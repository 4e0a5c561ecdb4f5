// Copyright 2025 the Isoscape Authors
// SPDX-License-Identifier: Apache-2.0 OR MIT

//! Tests for frame composition in `isoscape_scene`.
//!
//! These use the recording renderer's default object sprite (32x32, anchored at
//! its bottom center) and 8x12 glyphs, over a 20x20 map of 16 pixel units seen
//! through a 400x300 viewport at (-200, -20).

use isoscape_geom::{RealPoint, VirtualPoint};
use isoscape_index::{GridLayout, MapCorners, ObjectId, ScreenRect, SpatialIndex};
use isoscape_render::{Drawable, ImageId, ObjectKind, SceneObject, Sprite, TextLabel};
use isoscape_render_ref::{Command, RecordingRenderer};
use isoscape_scene::{DepthOrder, DrawOrder, SceneComposer, footprint};
use kurbo::Point;

type Index = SpatialIndex<Drawable<u32>>;

const VIEWPORT: ScreenRect = ScreenRect::from_origin_size(-200, -20, 400, 300);

fn setup() -> (Index, RecordingRenderer) {
    let layout = GridLayout::new(&MapCorners::for_map(16, 0, 20, 20), 400, 300);
    let renderer = RecordingRenderer::new()
        .with_default_object_sprite(Sprite::new(ImageId(1), 32, 32).with_anchor(16, 28));
    (SpatialIndex::new(layout), renderer)
}

fn add(
    index: &mut Index,
    renderer: &RecordingRenderer,
    at: VirtualPoint,
    kind: ObjectKind,
) -> ObjectId {
    let tag = u32::try_from(index.len()).unwrap();
    let id = index.insert(at, Drawable::new(kind, tag));
    let bounds = footprint::<(), _, _>(renderer, id, index.get(id).unwrap())
        .unwrap()
        .bounds();
    index.place(id, bounds);
    id
}

fn compose(scene: &mut SceneComposer, index: &mut Index, renderer: &RecordingRenderer) {
    scene.compose::<(), _, _>(index, renderer, VIEWPORT, &DepthOrder, &DepthOrder);
}

fn sprite_ids(scene: &SceneComposer) -> Vec<ObjectId> {
    scene.sprites().iter().map(|e| e.object).collect()
}

#[test]
fn objects_in_two_cells_are_collected_once() {
    let (mut index, renderer) = setup();
    // Projects to (160, 100), straddling the cell boundary at x = 160.
    let id = add(&mut index, &renderer, VirtualPoint::ground(10, 90), ObjectKind::Sprite);
    let left = index.cell_at(RealPoint::new(150, 80)).unwrap();
    let right = index.cell_at(RealPoint::new(170, 80)).unwrap();
    assert_ne!(left, right);
    assert_eq!(index.objects_in_cell(left).count(), 1);
    assert_eq!(index.objects_in_cell(right).count(), 1);

    let mut scene = SceneComposer::new(50, 10);
    compose(&mut scene, &mut index, &renderer);
    assert_eq!(sprite_ids(&scene), [id]);
    assert_eq!(scene.sprites()[0].position, RealPoint::new(144 + 200, 72 + 20));
    assert!(index.iter().all(|(_, o)| !o.is_selected()));
}

#[test]
fn hidden_and_offscreen_objects_are_skipped() {
    let (mut index, renderer) = setup();
    let shown = add(&mut index, &renderer, VirtualPoint::ground(40, 40), ObjectKind::Sprite);
    let hidden = add(&mut index, &renderer, VirtualPoint::ground(30, 30), ObjectKind::Sprite);
    // Projects to (252, 150): its cell overlaps the viewport, the sprite does not.
    let offscreen = add(&mut index, &renderer, VirtualPoint::ground(12, 138), ObjectKind::Sprite);
    index.set_visible(hidden, false);

    let mut scene = SceneComposer::new(50, 10);
    compose(&mut scene, &mut index, &renderer);
    assert_eq!(sprite_ids(&scene), [shown]);
    assert!(index.get(offscreen).unwrap().is_linked());
}

#[test]
fn full_buffers_drop_objects() {
    let (mut index, renderer) = setup();
    for i in 0..4 {
        add(&mut index, &renderer, VirtualPoint::ground(20 + i * 8, 20), ObjectKind::Sprite);
    }
    let mut scene = SceneComposer::new(2, 10);
    compose(&mut scene, &mut index, &renderer);
    assert_eq!(scene.sprites().len(), 2);
    assert_eq!(scene.dropped(), 2);
    assert!(index.iter().all(|(_, o)| !o.is_selected()));

    // Selection flags are reset, so the next frame collects the same amount.
    compose(&mut scene, &mut index, &renderer);
    assert_eq!(scene.sprites().len(), 2);
}

#[test]
fn objects_in_two_cells_are_dropped_once() {
    let (mut index, renderer) = setup();
    // Both straddle the cell boundary at x = 160.
    let a = add(&mut index, &renderer, VirtualPoint::ground(10, 90), ObjectKind::Sprite);
    let b = add(&mut index, &renderer, VirtualPoint::ground(11, 91), ObjectKind::Sprite);
    let right = index.cell_at(RealPoint::new(170, 80)).unwrap();
    assert_eq!(index.objects_in_cell(right).count(), 2);

    let mut scene = SceneComposer::new(1, 10);
    compose(&mut scene, &mut index, &renderer);
    assert_eq!(scene.sprites().len(), 1);
    assert!([a, b].contains(&scene.sprites()[0].object));
    assert_eq!(scene.dropped(), 1);
    assert!(index.iter().all(|(_, o)| !o.is_selected()));
}

#[test]
fn debug_labels_mark_projected_positions() {
    let (mut index, mut renderer) = setup();
    // Projects to (0, 80); the sprite's top-left is 16 left of and 28 above it.
    add(&mut index, &renderer, VirtualPoint::ground(40, 40), ObjectKind::Sprite);

    let mut scene = SceneComposer::new(50, 10);
    compose(&mut scene, &mut index, &renderer);
    let entry = scene.sprites()[0];
    assert_eq!(entry.position, RealPoint::new(184, 72));
    assert_eq!(entry.anchor, RealPoint::new(200, 100));

    scene.draw::<(), _, _>(&index, &mut renderer, true);
    let commands = renderer.take_commands();
    assert!(matches!(
        &commands[1],
        Command::DrawText { text, at, .. } if text == "0" && *at == Point::new(200.0, 100.0)
    ));
}

#[test]
fn sorting_is_back_to_front_and_stable() {
    let (mut index, renderer) = setup();
    let front = add(&mut index, &renderer, VirtualPoint::ground(40, 40), ObjectKind::Sprite);
    let back = add(&mut index, &renderer, VirtualPoint::ground(10, 10), ObjectKind::Sprite);
    // Same depth as `front`; placed later, so listed first in the shared cell.
    let beside = add(&mut index, &renderer, VirtualPoint::ground(41, 39), ObjectKind::Sprite);

    let mut scene = SceneComposer::new(50, 10);
    compose(&mut scene, &mut index, &renderer);
    assert_eq!(sprite_ids(&scene), [back, beside, front]);

    // Front to back: ties still keep collection order.
    let reversed = |a: &SceneObject<u32>, b: &SceneObject<u32>| DepthOrder.draws_before(b, a);
    scene.compose::<(), _, _>(&mut index, &renderer, VIEWPORT, &reversed, &reversed);
    assert_eq!(sprite_ids(&scene), [beside, front, back]);
}

#[test]
fn text_is_centered_and_drawn_after_sprites() {
    let (mut index, mut renderer) = setup();
    let sprite = add(&mut index, &renderer, VirtualPoint::ground(40, 40), ObjectKind::Sprite);
    let label = add(
        &mut index,
        &renderer,
        VirtualPoint::ground(40, 40),
        ObjectKind::Text(TextLabel::new("abc")),
    );

    let mut scene = SceneComposer::new(50, 10);
    compose(&mut scene, &mut index, &renderer);
    assert_eq!(sprite_ids(&scene), [sprite]);
    assert_eq!(scene.texts().len(), 1);
    assert_eq!(scene.texts()[0].object, label);
    // 24x12 centered on (0, 80), then made viewport relative.
    assert_eq!(
        scene.texts()[0].bounds,
        ScreenRect::from_origin_size(188, 94, 24, 12)
    );

    scene.draw::<(), _, _>(&index, &mut renderer, false);
    let commands = renderer.take_commands();
    assert!(matches!(commands[0], Command::DrawImage { image: ImageId(1), .. }));
    assert!(matches!(&commands[1], Command::DrawText { text, .. } if text == "abc"));
    assert_eq!(commands.len(), 2);

    scene.draw::<(), _, _>(&index, &mut renderer, true);
    let commands = renderer.take_commands();
    let lines = commands
        .iter()
        .filter(|c| matches!(c, Command::DrawLine { .. }))
        .count();
    assert_eq!(lines, 4);
    assert!(
        commands
            .iter()
            .any(|c| matches!(c, Command::DrawText { text, .. } if text == "0"))
    );
}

§ WORK TASK: What is needed is an exact copy of the lines above, from the one containing "the same amount." through the one containing "assert_eq!(index.objects_in_cell(right).count(), 2);", with nothing added.

§ RESPONSE AREA:
    // Selection flags are reset, so the next frame collects the same amount.
    compose(&mut scene, &mut index, &renderer);
    assert_eq!(scene.sprites().len(), 2);
}

#[test]
fn objects_in_two_cells_are_dropped_once() {
    let (mut index, renderer) = setup();
    // Both straddle the cell boundary at x = 160.
    let a = add(&mut index, &renderer, VirtualPoint::ground(10, 90), ObjectKind::Sprite);
    let b = add(&mut index, &renderer, VirtualPoint::ground(11, 91), ObjectKind::Sprite);
    let right = index.cell_at(RealPoint::new(170, 80)).unwrap();
    assert_eq!(index.objects_in_cell(right).count(), 2);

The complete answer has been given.